Para evaluar el uso del masaje uterino antes y después de la expulsión de la placenta, un ensayo reclutó a 1964 mujeres en Egipto y Sudáfrica. Las mujeres se asignaron a recibir oxitocina, masaje uterino o ambos después del parto del feto, pero antes de la expulsión de la placenta. No hubo un efecto beneficioso adicional del masaje uterino más oxitocina sobre la oxitocina sola con respecto a la pérdida de sangre mayor o igual a 500 ml (RR promedio 1,56; IC del 95%: 0,44 a 5,49; efectos aleatorios) o la necesidad de uso adicional de uterotónicos (RR 1,02; IC del 95%: 0,56 a 1,85).

Los dos ensayos se combinaron para examinar el efecto del masaje uterino comenzado antes o después de la expulsión de la placenta. Hubo heterogeneidad significativa con respecto a la pérdida de sangre de 500 ml o más después del ingreso al ensayo. El efecto promedio utilizando un modelo de efectos aleatorios no encontró diferencias estadísticamente significativas entre los grupos (RR promedio 1,14; IC del 95%: 0,39 a 3,32; efectos aleatorios).

Conclusiones de los autores

Los resultados de esta revisión no son concluyentes y no se deben interpretar como una razón para cambiar la práctica actual. Debido a las limitaciones de los ensayos incluidos, se necesitan más ensayos con un número suficiente de mujeres para calcular los efectos del masaje uterino mantenido. Todas las mujeres comparadas en esta revisión recibieron oxitocina como parte del tratamiento activo del trabajo de parto. Estudios de investigación recientes indican que una vez que se ha administrado oxitocina, la reducción adicional de la pérdida de sangre posparto tiene un alcance limitado. Se necesitan ensayos de masaje uterino en contextos donde los uterotónicos no estén disponibles y que midan las experiencias de las mujeres con el procedimiento.

PICO

Population
Intervention
Comparison
Outcome

El uso y la enseñanza del modelo PICO están muy extendidos en el ámbito de la atención sanitaria basada en la evidencia para formular preguntas y estrategias de búsqueda y para caracterizar estudios o metanálisis clínicos. PICO son las siglas en inglés de cuatro posibles componentes de una pregunta de investigación: paciente, población o problema; intervención; comparación; desenlace (outcome).

Para saber más sobre el uso del modelo PICO, puede consultar el Manual Cochrane.

Resumen en términos sencillos

Masaje uterino para la prevención de la hemorragia posparto

El sangrado después del parto (hemorragia posparto) es la principal causa de muerte materna en África subsahariana y Egipto y, sin embargo, es en gran parte prevenible. Las posibles causas de hemorragia intensa inmediatamente después del parto o en el transcurso de las primeras 24 horas son la imposibilidad del útero de contraerse después del parto (atonía uterina), la placenta retenida, la rotura o inversión del útero y los desgarros cervicales, vaginales o perineales.
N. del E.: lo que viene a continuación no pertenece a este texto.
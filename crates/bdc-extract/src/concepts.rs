//! Concept dictionary.
//!
//! Maps bare (namespace-free) concept names to the canonical fields of an
//! investment position. Anything not listed here is ignored by extraction.

use serde::{Deserialize, Serialize};
use std::fmt;

/// Grouping of a recognized field.
#[derive(Clone, Copy, Debug, PartialEq, Eq, Hash, Serialize, Deserialize)]
pub enum ConceptCategory {
    /// Credit terms, reported only for debt positions.
    Debt,
    /// Share counts, reported only for equity positions.
    Equity,
    /// Valuation and descriptive fields reported for every position.
    Common,
    /// Activity on affiliated holdings.
    Rollforward,
}

/// How a field's raw value is interpreted.
#[derive(Clone, Copy, Debug, PartialEq, Eq)]
pub enum ValueKind {
    /// Decimal number.
    Number,
    /// Calendar date (YYYY-MM-DD).
    Date,
    /// Boolean flag.
    Flag,
    /// Extensible enumeration reference, reduced to its member label.
    Enumeration,
}

/// Canonical field of an investment position.
#[derive(Clone, Copy, Debug, PartialEq, Eq, Hash, PartialOrd, Ord, Serialize, Deserialize)]
#[serde(rename_all = "snake_case")]
pub enum Field {
    /// Principal amount outstanding.
    Principal,
    /// All-in interest rate.
    InterestRate,
    /// Spread over the reference rate.
    Spread,
    /// Reference rate floor.
    Floor,
    /// Paid-in-kind rate.
    PikRate,
    /// Cash-pay rate.
    CashRate,
    /// Maturity date.
    MaturityDate,
    /// Variable rate type (e.g. SOFR).
    RateType,
    /// Share or unit count.
    Shares,
    /// Fair value.
    FairValue,
    /// Amortized cost.
    Cost,
    /// Percentage of net assets.
    PctNetAssets,
    /// Acquisition date.
    AcquisitionDate,
    /// Issuer name enumeration.
    IssuerName,
    /// Investment type enumeration.
    InvestmentType,
    /// Industry sector enumeration.
    Industry,
    /// Issuer affiliation enumeration.
    Affiliation,
    /// Restricted security flag.
    IsRestricted,
    /// Significant unobservable input (level 3) flag.
    IsLevel3,
    /// Non-income producing flag.
    IsNonIncome,
    /// Gross additions to affiliated investments.
    GrossAdditions,
    /// Gross reductions of affiliated investments.
    GrossReductions,
    /// Realized gain or loss.
    RealizedGainLoss,
    /// Unrealized gain or loss.
    UnrealizedGainLoss,
    /// Interest income.
    InterestIncome,
    /// Dividend income.
    DividendIncome,
}

impl Field {
    /// Every recognized field, in dictionary order.
    pub const ALL: [Self; 26] = [
        Self::Principal,
        Self::InterestRate,
        Self::Spread,
        Self::Floor,
        Self::PikRate,
        Self::CashRate,
        Self::MaturityDate,
        Self::RateType,
        Self::Shares,
        Self::FairValue,
        Self::Cost,
        Self::PctNetAssets,
        Self::AcquisitionDate,
        Self::IssuerName,
        Self::InvestmentType,
        Self::Industry,
        Self::Affiliation,
        Self::IsRestricted,
        Self::IsLevel3,
        Self::IsNonIncome,
        Self::GrossAdditions,
        Self::GrossReductions,
        Self::RealizedGainLoss,
        Self::UnrealizedGainLoss,
        Self::InterestIncome,
        Self::DividendIncome,
    ];

    /// Bare concept name this field is reported under.
    #[must_use]
    pub const fn concept(&self) -> &'static str {
        match self {
            Self::Principal => "InvestmentOwnedBalancePrincipalAmount",
            Self::InterestRate => "InvestmentInterestRate",
            Self::Spread => "InvestmentBasisSpreadVariableRate",
            Self::Floor => "InvestmentInterestRateFloor",
            Self::PikRate => "InvestmentInterestRatePaidInKind",
            Self::CashRate => "InvestmentInterestRatePaidInCash",
            Self::MaturityDate => "InvestmentMaturityDate",
            Self::RateType => "InvestmentVariableInterestRateTypeExtensibleEnumeration",
            Self::Shares => "InvestmentOwnedBalanceShares",
            Self::FairValue => "InvestmentOwnedAtFairValue",
            Self::Cost => "InvestmentOwnedAtCost",
            Self::PctNetAssets => "InvestmentOwnedPercentOfNetAssets",
            Self::AcquisitionDate => "InvestmentAcquisitionDate",
            Self::IssuerName => "InvestmentIssuerNameExtensibleEnumeration",
            Self::InvestmentType => "InvestmentTypeExtensibleEnumeration",
            Self::Industry => "InvestmentIndustrySectorExtensibleEnumeration",
            Self::Affiliation => "InvestmentIssuerAffiliationExtensibleEnumeration",
            Self::IsRestricted => "InvestmentRestrictionStatus",
            Self::IsLevel3 => "InvestmentSignificantUnobservableInput",
            Self::IsNonIncome => "InvestmentNonIncomeProducing",
            Self::GrossAdditions => "InvestmentsInAndAdvancesToAffiliatesAtFairValueGrossAdditions",
            Self::GrossReductions => "InvestmentsInAndAdvancesToAffiliatesAtFairValueGrossReductions",
            Self::RealizedGainLoss => "DebtAndEquitySecuritiesRealizedGainLoss",
            Self::UnrealizedGainLoss => "DebtAndEquitySecuritiesUnrealizedGainLoss",
            Self::InterestIncome => "InterestIncomeOperating",
            Self::DividendIncome => "DividendIncomeOperating",
        }
    }

    /// Looks up the field for a bare concept name.
    #[must_use]
    pub fn from_concept(bare: &str) -> Option<Self> {
        Self::ALL.into_iter().find(|f| f.concept() == bare)
    }

    /// Category of this field.
    #[must_use]
    pub const fn category(&self) -> ConceptCategory {
        match self {
            Self::Principal
            | Self::InterestRate
            | Self::Spread
            | Self::Floor
            | Self::PikRate
            | Self::CashRate
            | Self::MaturityDate
            | Self::RateType => ConceptCategory::Debt,
            Self::Shares => ConceptCategory::Equity,
            Self::GrossAdditions
            | Self::GrossReductions
            | Self::RealizedGainLoss
            | Self::UnrealizedGainLoss
            | Self::InterestIncome
            | Self::DividendIncome => ConceptCategory::Rollforward,
            _ => ConceptCategory::Common,
        }
    }

    /// How the raw value of this field is interpreted.
    #[must_use]
    pub const fn kind(&self) -> ValueKind {
        match self {
            Self::MaturityDate | Self::AcquisitionDate => ValueKind::Date,
            Self::IsRestricted | Self::IsLevel3 | Self::IsNonIncome => ValueKind::Flag,
            Self::RateType
            | Self::IssuerName
            | Self::InvestmentType
            | Self::Industry
            | Self::Affiliation => ValueKind::Enumeration,
            _ => ValueKind::Number,
        }
    }

    /// Snake-case column name.
    #[must_use]
    pub const fn as_str(&self) -> &'static str {
        match self {
            Self::Principal => "principal",
            Self::InterestRate => "interest_rate",
            Self::Spread => "spread",
            Self::Floor => "floor",
            Self::PikRate => "pik_rate",
            Self::CashRate => "cash_rate",
            Self::MaturityDate => "maturity_date",
            Self::RateType => "rate_type",
            Self::Shares => "shares",
            Self::FairValue => "fair_value",
            Self::Cost => "cost",
            Self::PctNetAssets => "pct_net_assets",
            Self::AcquisitionDate => "acquisition_date",
            Self::IssuerName => "issuer_name",
            Self::InvestmentType => "investment_type",
            Self::Industry => "industry",
            Self::Affiliation => "affiliation",
            Self::IsRestricted => "is_restricted",
            Self::IsLevel3 => "is_level3",
            Self::IsNonIncome => "is_non_income",
            Self::GrossAdditions => "gross_additions",
            Self::GrossReductions => "gross_reductions",
            Self::RealizedGainLoss => "realized_gain_loss",
            Self::UnrealizedGainLoss => "unrealized_gain_loss",
            Self::InterestIncome => "interest_income",
            Self::DividendIncome => "dividend_income",
        }
    }

    /// Returns true for fields describing a single position (not roll-forward activity).
    #[must_use]
    pub const fn is_position_field(&self) -> bool {
        !matches!(self.category(), ConceptCategory::Rollforward)
    }
}

impl fmt::Display for Field {
    fn fmt(&self, f: &mut fmt::Formatter<'_>) -> fmt::Result {
        f.write_str(self.as_str())
    }
}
En los contextos con suficientes recursos, la hemorragia se reduce con el tratamiento activo habitual de la expulsión de la placenta, llamada etapa del alumbramiento, con el uso de un medicamento para estimular la contracción del útero como la oxitocina. El masaje uterino después de la expulsión de la placenta también puede estimular la contracción del útero. El masaje incluye colocar una mano sobre la parte baja del abdomen de la mujer y estimular el útero mediante movimientos repetitivos de masaje o presión.

Esta revisión incluyó dos ensayos controlados que asignaron al azar a las mujeres a recibir masaje uterino o ningún masaje con tratamiento activo de la etapa de alumbramiento, que incluye el uso habitual de oxitocina.

En un ensayo que incluyó a 200 mujeres, el masaje uterino proporcionado cada diez minutos durante 60 minutos después de la expulsión de la placenta redujo eficazmente la pérdida de sangre y la necesidad de uterotónicos adicionales en cerca del 80%. La cantidad de mujeres que perdió más de 500 ml de sangre fue demasiado pequeña para una comparación significativa. Dos mujeres del grupo control y ninguna del grupo de masaje uterino necesitaron transfusiones de sangre.

El segundo ensayo incluyó a 1964 mujeres que se asignaron a recibir oxitocina, masaje uterino, o ambos, después del parto del recién nacido y antes de la expulsión de la placenta. No hubo un efecto beneficioso añadido del masaje uterino cuando se utilizó oxitocina.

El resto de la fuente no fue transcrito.